▸ WHAT NEEDS TO BE DONE:
Transcribe all of the listing exactly.

━━━━━━

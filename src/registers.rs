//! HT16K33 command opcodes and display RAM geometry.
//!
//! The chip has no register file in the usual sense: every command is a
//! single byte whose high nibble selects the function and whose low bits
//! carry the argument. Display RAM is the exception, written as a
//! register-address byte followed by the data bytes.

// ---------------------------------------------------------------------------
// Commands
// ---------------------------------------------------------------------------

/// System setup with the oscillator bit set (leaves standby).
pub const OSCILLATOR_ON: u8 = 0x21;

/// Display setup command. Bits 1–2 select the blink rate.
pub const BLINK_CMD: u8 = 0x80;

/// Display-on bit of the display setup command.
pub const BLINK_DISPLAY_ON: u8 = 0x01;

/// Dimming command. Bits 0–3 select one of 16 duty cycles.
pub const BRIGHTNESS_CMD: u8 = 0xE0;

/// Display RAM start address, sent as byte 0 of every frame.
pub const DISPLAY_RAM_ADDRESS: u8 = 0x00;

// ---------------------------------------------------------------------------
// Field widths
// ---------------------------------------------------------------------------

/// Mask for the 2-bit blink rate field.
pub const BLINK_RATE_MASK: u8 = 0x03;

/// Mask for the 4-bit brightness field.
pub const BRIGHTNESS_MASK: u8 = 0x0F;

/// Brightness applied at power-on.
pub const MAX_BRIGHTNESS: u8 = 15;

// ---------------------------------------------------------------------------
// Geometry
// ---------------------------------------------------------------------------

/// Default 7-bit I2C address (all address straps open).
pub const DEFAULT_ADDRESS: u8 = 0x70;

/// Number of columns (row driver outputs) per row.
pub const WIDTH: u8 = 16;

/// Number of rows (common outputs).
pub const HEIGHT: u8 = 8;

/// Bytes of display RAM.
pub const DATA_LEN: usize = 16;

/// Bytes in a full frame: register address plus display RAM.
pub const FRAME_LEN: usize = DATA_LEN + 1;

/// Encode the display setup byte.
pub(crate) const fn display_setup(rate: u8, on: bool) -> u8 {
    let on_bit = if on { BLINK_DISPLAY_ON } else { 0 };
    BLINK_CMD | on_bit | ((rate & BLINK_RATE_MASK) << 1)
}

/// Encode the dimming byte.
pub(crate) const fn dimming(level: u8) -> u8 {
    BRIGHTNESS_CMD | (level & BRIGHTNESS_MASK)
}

━━━━━━

▸ RESPONSE AREA:
filename src/registers.rs
//! HT16K33 command opcodes and display RAM geometry.
//!
//! The chip has no register file in the usual sense: every command is a
//! single byte whose high nibble selects the function and whose low bits
//! carry the argument. Display RAM is the exception, written as a
//! register-address byte followed by the data bytes.

// ---------------------------------------------------------------------------
// Commands
// ---------------------------------------------------------------------------

/// System setup with the oscillator bit set (leaves standby).
pub const OSCILLATOR_ON: u8 = 0x21;

/// Display setup command. Bits 1–2 select the blink rate.
pub const BLINK_CMD: u8 = 0x80;

/// Display-on bit of the display setup command.
pub const BLINK_DISPLAY_ON: u8 = 0x01;

/// Dimming command. Bits 0–3 select one of 16 duty cycles.
pub const BRIGHTNESS_CMD: u8 = 0xE0;

/// Display RAM start address, sent as byte 0 of every frame.
pub const DISPLAY_RAM_ADDRESS: u8 = 0x00;

// ---------------------------------------------------------------------------
// Field widths
// ---------------------------------------------------------------------------

/// Mask for the 2-bit blink rate field.
pub const BLINK_RATE_MASK: u8 = 0x03;

/// Mask for the 4-bit brightness field.
pub const BRIGHTNESS_MASK: u8 = 0x0F;

/// Brightness applied at power-on.
pub const MAX_BRIGHTNESS: u8 = 15;

// ---------------------------------------------------------------------------
// Geometry
// ---------------------------------------------------------------------------

/// Default 7-bit I2C address (all address straps open).
pub const DEFAULT_ADDRESS: u8 = 0x70;

/// Number of columns (row driver outputs) per row.
pub const WIDTH: u8 = 16;

/// Number of rows (common outputs).
pub const HEIGHT: u8 = 8;

/// Bytes of display RAM.
pub const DATA_LEN: usize = 16;

/// Bytes in a full frame: register address plus display RAM.
pub const FRAME_LEN: usize = DATA_LEN + 1;

/// Encode the display setup byte.
pub(crate) const fn display_setup(rate: u8, on: bool) -> u8 {
    let on_bit = if on { BLINK_DISPLAY_ON } else { 0 };
    BLINK_CMD | on_bit | ((rate & BLINK_RATE_MASK) << 1)
}

/// Encode the dimming byte.
pub(crate) const fn dimming(level: u8) -> u8 {
    BRIGHTNESS_CMD | (level & BRIGHTNESS_MASK)
}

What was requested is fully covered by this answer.